impl Aggregate {
    pub const ALL: [Aggregate; 5] = [
        Aggregate::Index,
        Aggregate::TitleIndex,
        Aggregate::Sets,
        Aggregate::SetMembers,
        Aggregate::SetIndex,
    ];

    /// Ledger id of the document in the document namespace.
    pub fn ledger_id(self) -> u32 {
        AGGREGATE_ID_BASE + self as u32
    }

    fn suffix(self) -> &'static str {
        match self {
            Aggregate::Index => "index",
            Aggregate::TitleIndex => "index/title",
            Aggregate::Sets => "sets",
            Aggregate::SetMembers => "sets/members",
            Aggregate::SetIndex => "sets/index",
        }
    }

    /// Document content built from the whole catalog.
    pub fn content(self, catalog: &Catalog) -> Value {
        match self {
            Aggregate::Index => Value::Object(
                catalog
                    .records
                    .iter()
                    .map(|record| (record.id.to_string(), Value::from(record.id)))
                    .collect(),
            ),
            Aggregate::TitleIndex => {
                let mut titles = Map::new();
                for record in &catalog.records {
                    let Some(title) = record.title() else {
                        continue;
                    };
                    if let Value::Array(ids) = titles
                        .entry(title.to_string())
                        .or_insert_with(|| Value::Array(Vec::new()))
                    {
                        ids.push(Value::from(record.id));
                    }
                }
                Value::Object(titles)
            }
            Aggregate::Sets => Value::Array(
                catalog
                    .sets
                    .iter()
                    .map(|set| Value::Object(set.info.clone()))
                    .collect(),
            ),
            Aggregate::SetMembers => Value::Array(
                catalog
                    .sets
                    .iter()
                    .map(|set| {
                        Value::Object(
                            set.icons
                                .iter()
                                .map(|icon| (icon.to_string(), Value::from(*icon)))
                                .collect(),
                        )
                    })
                    .collect(),
            ),
            Aggregate::SetIndex => {
                let mut index: HashMap<u32, Vec<usize>> = HashMap::new();
                for (i, set) in catalog.sets.iter().enumerate() {
                    for icon in &set.icons {
                        let positions = index.entry(*icon).or_default();
                        if !positions.contains(&(i + 1)) {
                            positions.push(i + 1);
                        }
                    }
                }
                Value::Object(
                    index
                        .into_iter()
                        .map(|(icon, positions)| (icon.to_string(), Value::from(positions)))
                        .collect(),
                )
            }
        }
    }
}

□ □ □ □

About this task -> An answer is complete only when it holds every line above containing the string "entry".

Solution to this problem ->
                        .entry(title.to_string())
                        let positions = index.entry(*icon).or_default();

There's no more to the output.